__ACTIVITY__
Below are some records; quote exactly the lines from the one that contains "popped as expired." through the one that contains "pub use self::tracing::LogFormat;", inclusive, and no others.

Excerpts from a dataset

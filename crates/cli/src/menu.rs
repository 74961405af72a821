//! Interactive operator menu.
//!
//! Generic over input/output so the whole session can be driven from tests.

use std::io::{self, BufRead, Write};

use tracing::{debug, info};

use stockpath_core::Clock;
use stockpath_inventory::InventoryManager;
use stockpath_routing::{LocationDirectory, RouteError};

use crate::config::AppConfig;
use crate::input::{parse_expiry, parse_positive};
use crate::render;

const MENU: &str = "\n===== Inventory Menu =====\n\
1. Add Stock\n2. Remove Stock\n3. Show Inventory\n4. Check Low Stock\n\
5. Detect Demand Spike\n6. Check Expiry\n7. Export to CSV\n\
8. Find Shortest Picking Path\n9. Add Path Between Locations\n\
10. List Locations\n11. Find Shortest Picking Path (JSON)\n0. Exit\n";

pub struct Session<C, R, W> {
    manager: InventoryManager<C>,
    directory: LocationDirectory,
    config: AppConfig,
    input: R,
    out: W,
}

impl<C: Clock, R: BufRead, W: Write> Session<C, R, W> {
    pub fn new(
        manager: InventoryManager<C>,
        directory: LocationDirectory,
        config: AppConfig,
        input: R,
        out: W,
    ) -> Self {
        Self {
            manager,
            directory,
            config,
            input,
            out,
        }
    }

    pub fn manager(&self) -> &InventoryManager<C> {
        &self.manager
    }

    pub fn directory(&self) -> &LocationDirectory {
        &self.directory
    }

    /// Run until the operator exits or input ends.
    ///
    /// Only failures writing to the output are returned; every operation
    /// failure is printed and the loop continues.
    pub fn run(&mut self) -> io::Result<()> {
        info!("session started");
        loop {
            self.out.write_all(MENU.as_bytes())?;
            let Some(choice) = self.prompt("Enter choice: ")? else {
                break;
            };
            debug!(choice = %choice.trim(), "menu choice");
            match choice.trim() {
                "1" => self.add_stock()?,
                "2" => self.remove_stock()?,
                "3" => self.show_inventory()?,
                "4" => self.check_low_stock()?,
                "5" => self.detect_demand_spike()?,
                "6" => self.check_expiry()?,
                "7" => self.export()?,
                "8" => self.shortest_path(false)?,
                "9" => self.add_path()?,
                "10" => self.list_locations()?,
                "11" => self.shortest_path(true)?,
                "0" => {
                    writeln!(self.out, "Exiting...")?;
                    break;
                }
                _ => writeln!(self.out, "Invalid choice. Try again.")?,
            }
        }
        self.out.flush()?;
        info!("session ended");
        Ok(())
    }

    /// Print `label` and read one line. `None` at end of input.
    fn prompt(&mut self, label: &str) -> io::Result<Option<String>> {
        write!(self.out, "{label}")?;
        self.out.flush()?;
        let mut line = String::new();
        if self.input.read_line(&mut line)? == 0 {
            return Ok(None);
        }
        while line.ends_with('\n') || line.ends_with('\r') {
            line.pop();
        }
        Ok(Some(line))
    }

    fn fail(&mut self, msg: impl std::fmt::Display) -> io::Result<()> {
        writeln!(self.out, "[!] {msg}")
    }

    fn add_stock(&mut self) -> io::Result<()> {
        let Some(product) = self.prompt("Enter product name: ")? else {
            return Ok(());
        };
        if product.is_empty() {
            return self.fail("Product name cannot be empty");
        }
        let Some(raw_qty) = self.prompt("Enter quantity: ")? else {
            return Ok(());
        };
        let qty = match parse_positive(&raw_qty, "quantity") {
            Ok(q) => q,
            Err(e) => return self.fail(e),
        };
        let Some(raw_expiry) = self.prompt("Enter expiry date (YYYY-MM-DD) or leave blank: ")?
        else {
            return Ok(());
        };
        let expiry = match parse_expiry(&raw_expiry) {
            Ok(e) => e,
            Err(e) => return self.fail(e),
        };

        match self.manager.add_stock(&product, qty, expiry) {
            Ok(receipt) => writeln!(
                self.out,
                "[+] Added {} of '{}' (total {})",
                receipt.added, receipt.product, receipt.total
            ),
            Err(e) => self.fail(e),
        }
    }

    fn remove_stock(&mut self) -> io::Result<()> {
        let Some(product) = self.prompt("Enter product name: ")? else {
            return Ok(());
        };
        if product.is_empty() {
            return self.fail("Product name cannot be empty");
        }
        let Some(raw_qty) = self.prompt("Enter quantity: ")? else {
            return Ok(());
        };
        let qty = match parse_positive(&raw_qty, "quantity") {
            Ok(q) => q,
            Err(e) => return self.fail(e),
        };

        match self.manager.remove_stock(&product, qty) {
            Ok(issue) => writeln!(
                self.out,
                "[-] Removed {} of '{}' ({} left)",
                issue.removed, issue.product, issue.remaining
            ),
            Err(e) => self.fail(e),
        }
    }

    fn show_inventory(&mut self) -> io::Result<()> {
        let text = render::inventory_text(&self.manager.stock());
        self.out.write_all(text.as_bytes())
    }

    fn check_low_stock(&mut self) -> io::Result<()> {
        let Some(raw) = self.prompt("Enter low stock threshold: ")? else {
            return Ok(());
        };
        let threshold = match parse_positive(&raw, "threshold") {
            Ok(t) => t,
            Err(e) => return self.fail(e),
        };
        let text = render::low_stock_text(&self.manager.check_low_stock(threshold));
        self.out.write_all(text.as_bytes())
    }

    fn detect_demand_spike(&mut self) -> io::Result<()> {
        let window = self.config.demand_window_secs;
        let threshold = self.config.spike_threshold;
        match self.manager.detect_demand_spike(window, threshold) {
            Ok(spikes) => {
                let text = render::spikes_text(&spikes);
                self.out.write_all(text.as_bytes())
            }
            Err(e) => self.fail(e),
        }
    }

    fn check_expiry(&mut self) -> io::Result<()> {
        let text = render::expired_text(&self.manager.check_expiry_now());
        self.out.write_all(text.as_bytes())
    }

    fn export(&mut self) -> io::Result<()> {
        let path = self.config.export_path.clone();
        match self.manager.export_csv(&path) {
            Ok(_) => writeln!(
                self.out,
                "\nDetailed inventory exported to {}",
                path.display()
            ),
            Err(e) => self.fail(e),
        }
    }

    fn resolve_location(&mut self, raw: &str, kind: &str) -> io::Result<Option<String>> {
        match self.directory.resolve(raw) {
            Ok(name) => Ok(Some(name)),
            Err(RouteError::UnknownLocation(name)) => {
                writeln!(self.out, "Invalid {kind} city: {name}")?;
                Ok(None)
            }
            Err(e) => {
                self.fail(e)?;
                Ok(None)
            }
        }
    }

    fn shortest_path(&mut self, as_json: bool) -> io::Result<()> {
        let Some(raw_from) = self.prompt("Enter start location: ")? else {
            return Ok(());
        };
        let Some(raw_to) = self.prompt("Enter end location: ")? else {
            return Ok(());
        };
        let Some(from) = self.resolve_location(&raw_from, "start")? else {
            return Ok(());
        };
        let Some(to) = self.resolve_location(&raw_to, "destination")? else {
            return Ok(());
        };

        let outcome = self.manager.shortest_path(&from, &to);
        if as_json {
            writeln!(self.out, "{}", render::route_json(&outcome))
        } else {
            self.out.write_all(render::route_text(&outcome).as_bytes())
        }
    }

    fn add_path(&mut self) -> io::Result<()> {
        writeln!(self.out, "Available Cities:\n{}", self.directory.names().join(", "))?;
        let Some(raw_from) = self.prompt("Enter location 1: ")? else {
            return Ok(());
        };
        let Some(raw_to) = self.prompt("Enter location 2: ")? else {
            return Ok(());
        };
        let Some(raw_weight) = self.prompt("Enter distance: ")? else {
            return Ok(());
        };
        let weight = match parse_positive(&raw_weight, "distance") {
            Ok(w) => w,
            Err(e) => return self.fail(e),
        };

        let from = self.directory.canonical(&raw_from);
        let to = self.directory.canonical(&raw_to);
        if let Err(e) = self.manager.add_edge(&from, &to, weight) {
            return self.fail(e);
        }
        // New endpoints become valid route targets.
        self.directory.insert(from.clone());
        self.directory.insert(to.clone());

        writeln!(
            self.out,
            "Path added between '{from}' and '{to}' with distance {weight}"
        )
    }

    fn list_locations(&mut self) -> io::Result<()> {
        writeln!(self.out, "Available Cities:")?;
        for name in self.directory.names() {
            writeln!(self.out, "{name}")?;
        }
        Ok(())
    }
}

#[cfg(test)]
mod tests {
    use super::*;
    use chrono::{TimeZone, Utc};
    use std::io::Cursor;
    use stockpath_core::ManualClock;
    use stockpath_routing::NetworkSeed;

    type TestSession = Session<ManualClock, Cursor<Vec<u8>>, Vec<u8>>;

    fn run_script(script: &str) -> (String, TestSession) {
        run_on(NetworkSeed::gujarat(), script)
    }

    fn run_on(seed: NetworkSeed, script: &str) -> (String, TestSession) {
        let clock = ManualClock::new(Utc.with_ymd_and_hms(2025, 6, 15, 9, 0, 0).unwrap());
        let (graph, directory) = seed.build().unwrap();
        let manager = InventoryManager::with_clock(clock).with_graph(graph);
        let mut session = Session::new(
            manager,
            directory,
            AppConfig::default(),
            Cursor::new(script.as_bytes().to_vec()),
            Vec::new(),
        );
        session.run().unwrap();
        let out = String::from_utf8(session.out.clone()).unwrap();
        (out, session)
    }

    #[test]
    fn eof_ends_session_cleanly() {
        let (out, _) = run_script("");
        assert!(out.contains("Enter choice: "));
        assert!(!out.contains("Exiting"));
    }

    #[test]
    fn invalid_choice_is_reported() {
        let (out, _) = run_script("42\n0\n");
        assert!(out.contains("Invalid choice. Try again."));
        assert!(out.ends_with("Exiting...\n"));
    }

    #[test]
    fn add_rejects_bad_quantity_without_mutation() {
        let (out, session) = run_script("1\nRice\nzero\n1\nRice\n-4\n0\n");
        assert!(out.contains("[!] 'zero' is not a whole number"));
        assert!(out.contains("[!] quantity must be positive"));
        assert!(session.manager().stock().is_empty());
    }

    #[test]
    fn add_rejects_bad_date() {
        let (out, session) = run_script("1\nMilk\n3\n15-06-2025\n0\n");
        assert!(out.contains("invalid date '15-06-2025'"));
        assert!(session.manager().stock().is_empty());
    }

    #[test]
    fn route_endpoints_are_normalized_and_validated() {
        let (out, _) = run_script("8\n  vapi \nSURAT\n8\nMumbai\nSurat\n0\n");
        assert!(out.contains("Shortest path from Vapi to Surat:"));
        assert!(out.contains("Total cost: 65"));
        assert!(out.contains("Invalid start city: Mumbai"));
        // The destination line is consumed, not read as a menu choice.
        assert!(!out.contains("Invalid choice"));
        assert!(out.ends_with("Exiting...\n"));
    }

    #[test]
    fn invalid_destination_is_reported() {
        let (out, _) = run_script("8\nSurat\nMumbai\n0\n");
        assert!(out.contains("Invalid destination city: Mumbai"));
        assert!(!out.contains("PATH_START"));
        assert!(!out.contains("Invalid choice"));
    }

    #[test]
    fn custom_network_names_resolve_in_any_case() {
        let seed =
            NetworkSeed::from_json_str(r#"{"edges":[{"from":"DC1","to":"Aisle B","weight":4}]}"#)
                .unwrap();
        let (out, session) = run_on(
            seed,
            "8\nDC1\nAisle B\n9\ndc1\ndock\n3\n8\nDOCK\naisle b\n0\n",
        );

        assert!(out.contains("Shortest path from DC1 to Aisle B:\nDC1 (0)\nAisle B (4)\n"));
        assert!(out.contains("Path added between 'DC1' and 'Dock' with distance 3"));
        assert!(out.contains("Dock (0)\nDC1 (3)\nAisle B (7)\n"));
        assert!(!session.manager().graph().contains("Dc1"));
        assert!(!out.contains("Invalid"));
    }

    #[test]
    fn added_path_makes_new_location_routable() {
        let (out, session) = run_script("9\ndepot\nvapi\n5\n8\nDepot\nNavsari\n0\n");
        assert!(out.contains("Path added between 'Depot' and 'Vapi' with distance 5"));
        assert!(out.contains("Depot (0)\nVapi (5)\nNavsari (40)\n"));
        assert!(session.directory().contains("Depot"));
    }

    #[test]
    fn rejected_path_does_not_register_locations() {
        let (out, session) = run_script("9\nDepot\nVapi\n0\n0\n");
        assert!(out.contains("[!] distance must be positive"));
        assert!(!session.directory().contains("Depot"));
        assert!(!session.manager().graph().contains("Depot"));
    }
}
...
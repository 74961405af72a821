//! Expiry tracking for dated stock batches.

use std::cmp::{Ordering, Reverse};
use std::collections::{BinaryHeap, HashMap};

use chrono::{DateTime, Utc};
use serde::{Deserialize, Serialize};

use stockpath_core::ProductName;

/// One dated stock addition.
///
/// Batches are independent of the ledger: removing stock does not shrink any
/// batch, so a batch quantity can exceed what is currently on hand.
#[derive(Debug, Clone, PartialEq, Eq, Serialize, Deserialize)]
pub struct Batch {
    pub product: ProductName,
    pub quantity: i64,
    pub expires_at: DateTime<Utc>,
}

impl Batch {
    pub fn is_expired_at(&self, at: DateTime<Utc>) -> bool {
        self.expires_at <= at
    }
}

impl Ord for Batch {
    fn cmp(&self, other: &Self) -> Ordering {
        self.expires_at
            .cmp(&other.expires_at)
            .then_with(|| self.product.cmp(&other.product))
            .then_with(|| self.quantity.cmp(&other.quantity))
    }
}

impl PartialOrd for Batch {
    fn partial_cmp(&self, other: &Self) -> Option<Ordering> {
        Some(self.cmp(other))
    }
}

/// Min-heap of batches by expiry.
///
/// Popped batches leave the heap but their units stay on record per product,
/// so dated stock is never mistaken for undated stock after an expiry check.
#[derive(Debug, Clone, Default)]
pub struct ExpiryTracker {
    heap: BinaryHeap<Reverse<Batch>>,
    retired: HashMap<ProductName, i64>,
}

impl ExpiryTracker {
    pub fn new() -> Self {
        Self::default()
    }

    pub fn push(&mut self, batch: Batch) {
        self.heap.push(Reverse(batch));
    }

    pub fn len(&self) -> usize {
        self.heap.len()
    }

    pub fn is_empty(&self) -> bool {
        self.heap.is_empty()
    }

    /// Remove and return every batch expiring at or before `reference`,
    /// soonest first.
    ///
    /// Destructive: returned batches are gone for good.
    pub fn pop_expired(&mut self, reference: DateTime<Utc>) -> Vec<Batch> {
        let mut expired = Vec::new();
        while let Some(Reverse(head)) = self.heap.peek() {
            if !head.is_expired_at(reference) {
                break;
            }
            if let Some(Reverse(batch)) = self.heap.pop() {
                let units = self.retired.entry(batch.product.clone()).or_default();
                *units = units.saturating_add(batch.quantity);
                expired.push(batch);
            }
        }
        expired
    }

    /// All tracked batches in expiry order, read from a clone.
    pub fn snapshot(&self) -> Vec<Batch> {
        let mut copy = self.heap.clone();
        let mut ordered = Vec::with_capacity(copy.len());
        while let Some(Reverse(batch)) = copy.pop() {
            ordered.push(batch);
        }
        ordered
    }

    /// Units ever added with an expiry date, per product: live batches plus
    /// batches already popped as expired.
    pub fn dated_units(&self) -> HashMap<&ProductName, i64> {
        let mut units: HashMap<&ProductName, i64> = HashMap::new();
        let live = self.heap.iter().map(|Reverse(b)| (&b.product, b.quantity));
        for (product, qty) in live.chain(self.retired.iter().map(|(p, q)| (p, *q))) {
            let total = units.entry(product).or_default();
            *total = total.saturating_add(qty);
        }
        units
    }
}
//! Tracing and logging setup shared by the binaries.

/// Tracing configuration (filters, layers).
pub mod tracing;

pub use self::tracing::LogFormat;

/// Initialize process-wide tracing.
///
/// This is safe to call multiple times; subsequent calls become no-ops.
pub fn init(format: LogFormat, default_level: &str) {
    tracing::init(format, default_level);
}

__EXPECTED ANSWER__
    /// batches already popped as expired.
    pub fn dated_units(&self) -> HashMap<&ProductName, i64> {
        let mut units: HashMap<&ProductName, i64> = HashMap::new();
        let live = self.heap.iter().map(|Reverse(b)| (&b.product, b.quantity));
        for (product, qty) in live.chain(self.retired.iter().map(|(p, q)| (p, *q))) {
            let total = units.entry(product).or_default();
            *total = total.saturating_add(qty);
        }
        units
    }
}
//! Tracing and logging setup shared by the binaries.

/// Tracing configuration (filters, layers).
pub mod tracing;

pub use self::tracing::LogFormat;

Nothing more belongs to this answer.